(Saved data entries)

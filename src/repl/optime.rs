//! Operation time
//!
//! The logical clock used to order replicated operations and elections.

use std::fmt;

use crate::bson::{reader, Document, Expected, Timestamp, TimestampField, Value};
use crate::error::{Result, TypesMismatch, WireError};

/// A logical-clock pair ordering replicated operations
#[derive(Debug, Clone, Copy, PartialEq, Eq, PartialOrd, Ord, Hash, Default)]
pub struct OpTime {
    pub seconds: u32,
    pub increment: u32,
}

impl OpTime {
    /// The zero time, used by replies that carry no election
    pub const EPOCH: OpTime = OpTime {
        seconds: 0,
        increment: 0,
    };

    pub const fn new(seconds: u32, increment: u32) -> Self {
        Self { seconds, increment }
    }

    pub fn timestamp(self) -> Timestamp {
        Timestamp::new(self.seconds, self.increment)
    }

    /// Legacy peers ship op times as dates whose 64 bits hold the packed clock
    pub fn from_date_bits(raw: i64) -> Self {
        Timestamp::from_u64(raw as u64).into()
    }

    /// Accept either a timestamp or a date
    pub fn from_value(field: &str, value: &Value) -> Result<Self> {
        match value {
            Value::Timestamp(ts) => Ok((*ts).into()),
            Value::DateTime(dt) => Ok(Self::from_date_bits(dt.millis())),
            other => Err(WireError::TypesMismatch(TypesMismatch::new(
                field,
                Expected::DateOrTimestamp,
                other.value_type(),
            ))),
        }
    }
}

impl From<Timestamp> for OpTime {
    fn from(ts: Timestamp) -> Self {
        Self::new(ts.seconds, ts.increment)
    }
}

impl From<OpTime> for Timestamp {
    fn from(op_time: OpTime) -> Self {
        op_time.timestamp()
    }
}

impl fmt::Display for OpTime {
    fn fmt(&self, f: &mut fmt::Formatter<'_>) -> fmt::Result {
        write!(f, "({}, {})", self.seconds, self.increment)
    }
}

/// Read a required op time stored as a date or a timestamp
pub fn get_op_time(doc: &Document, field: &TimestampField) -> Result<OpTime> {
    match doc.get(field.name()) {
        Some(value) => OpTime::from_value(field.name(), value),
        None => Err(WireError::no_such_key(field.name())),
    }
}

/// Read an optional op time stored as a date or a timestamp
pub fn get_op_time_opt(doc: &Document, field: &TimestampField) -> Result<Option<OpTime>> {
    if !reader::contains(doc, field) {
        return Ok(None);
    }
    get_op_time(doc, field).map(Some)
}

AIM OF THE TASK
Transcribe, exactly and completely, all of the entries.

RESULT BELOW
filename src/repl/optime.rs
//! Operation time
//!
//! The logical clock used to order replicated operations and elections.

use std::fmt;

use crate::bson::{reader, Document, Expected, Timestamp, TimestampField, Value};
use crate::error::{Result, TypesMismatch, WireError};

/// A logical-clock pair ordering replicated operations
#[derive(Debug, Clone, Copy, PartialEq, Eq, PartialOrd, Ord, Hash, Default)]
pub struct OpTime {
    pub seconds: u32,
    pub increment: u32,
}

impl OpTime {
    /// The zero time, used by replies that carry no election
    pub const EPOCH: OpTime = OpTime {
        seconds: 0,
        increment: 0,
    };

    pub const fn new(seconds: u32, increment: u32) -> Self {
        Self { seconds, increment }
    }

    pub fn timestamp(self) -> Timestamp {
        Timestamp::new(self.seconds, self.increment)
    }

    /// Legacy peers ship op times as dates whose 64 bits hold the packed clock
    pub fn from_date_bits(raw: i64) -> Self {
        Timestamp::from_u64(raw as u64).into()
    }

    /// Accept either a timestamp or a date
    pub fn from_value(field: &str, value: &Value) -> Result<Self> {
        match value {
            Value::Timestamp(ts) => Ok((*ts).into()),
            Value::DateTime(dt) => Ok(Self::from_date_bits(dt.millis())),
            other => Err(WireError::TypesMismatch(TypesMismatch::new(
                field,
                Expected::DateOrTimestamp,
                other.value_type(),
            ))),
        }
    }
}

impl From<Timestamp> for OpTime {
    fn from(ts: Timestamp) -> Self {
        Self::new(ts.seconds, ts.increment)
    }
}

impl From<OpTime> for Timestamp {
    fn from(op_time: OpTime) -> Self {
        op_time.timestamp()
    }
}

impl fmt::Display for OpTime {
    fn fmt(&self, f: &mut fmt::Formatter<'_>) -> fmt::Result {
        write!(f, "({}, {})", self.seconds, self.increment)
    }
}

/// Read a required op time stored as a date or a timestamp
pub fn get_op_time(doc: &Document, field: &TimestampField) -> Result<OpTime> {
    match doc.get(field.name()) {
        Some(value) => OpTime::from_value(field.name(), value),
        None => Err(WireError::no_such_key(field.name())),
    }
}

/// Read an optional op time stored as a date or a timestamp
pub fn get_op_time_opt(doc: &Document, field: &TimestampField) -> Result<Option<OpTime>> {
    if !reader::contains(doc, field) {
        return Ok(None);
    }
    get_op_time(doc, field).map(Some)
}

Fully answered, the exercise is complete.